*YOUR TASK*
Copy out all lines of the records in which the word "Subscription" appears.

Stored data entries
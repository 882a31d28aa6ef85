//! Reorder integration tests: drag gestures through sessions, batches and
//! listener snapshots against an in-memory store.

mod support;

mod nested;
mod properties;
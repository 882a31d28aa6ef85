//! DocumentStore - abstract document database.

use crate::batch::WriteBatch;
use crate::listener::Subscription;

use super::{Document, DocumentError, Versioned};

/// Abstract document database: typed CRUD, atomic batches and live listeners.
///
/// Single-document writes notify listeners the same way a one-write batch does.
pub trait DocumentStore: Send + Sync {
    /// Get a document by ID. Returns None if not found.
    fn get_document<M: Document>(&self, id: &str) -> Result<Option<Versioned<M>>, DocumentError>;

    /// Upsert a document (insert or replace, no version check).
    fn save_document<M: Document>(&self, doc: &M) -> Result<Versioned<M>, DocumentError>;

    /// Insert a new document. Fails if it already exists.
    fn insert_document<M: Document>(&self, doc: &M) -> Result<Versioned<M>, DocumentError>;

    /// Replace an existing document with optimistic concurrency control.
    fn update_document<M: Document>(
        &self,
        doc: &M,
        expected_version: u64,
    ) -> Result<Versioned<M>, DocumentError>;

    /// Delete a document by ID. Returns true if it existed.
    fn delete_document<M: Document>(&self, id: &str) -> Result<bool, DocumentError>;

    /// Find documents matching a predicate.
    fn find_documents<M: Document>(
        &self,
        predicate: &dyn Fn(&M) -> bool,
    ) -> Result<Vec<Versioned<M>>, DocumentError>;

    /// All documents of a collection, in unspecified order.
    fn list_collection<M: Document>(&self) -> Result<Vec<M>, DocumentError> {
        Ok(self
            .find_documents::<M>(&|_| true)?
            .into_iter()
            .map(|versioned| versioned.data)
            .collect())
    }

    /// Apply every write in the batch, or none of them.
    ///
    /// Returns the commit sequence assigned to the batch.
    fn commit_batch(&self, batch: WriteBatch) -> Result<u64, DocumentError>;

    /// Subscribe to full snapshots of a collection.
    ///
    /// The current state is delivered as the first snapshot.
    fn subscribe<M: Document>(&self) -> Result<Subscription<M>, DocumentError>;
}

*WRITTEN SOLUTION*
use crate::listener::Subscription;
    fn subscribe<M: Document>(&self) -> Result<Subscription<M>, DocumentError>;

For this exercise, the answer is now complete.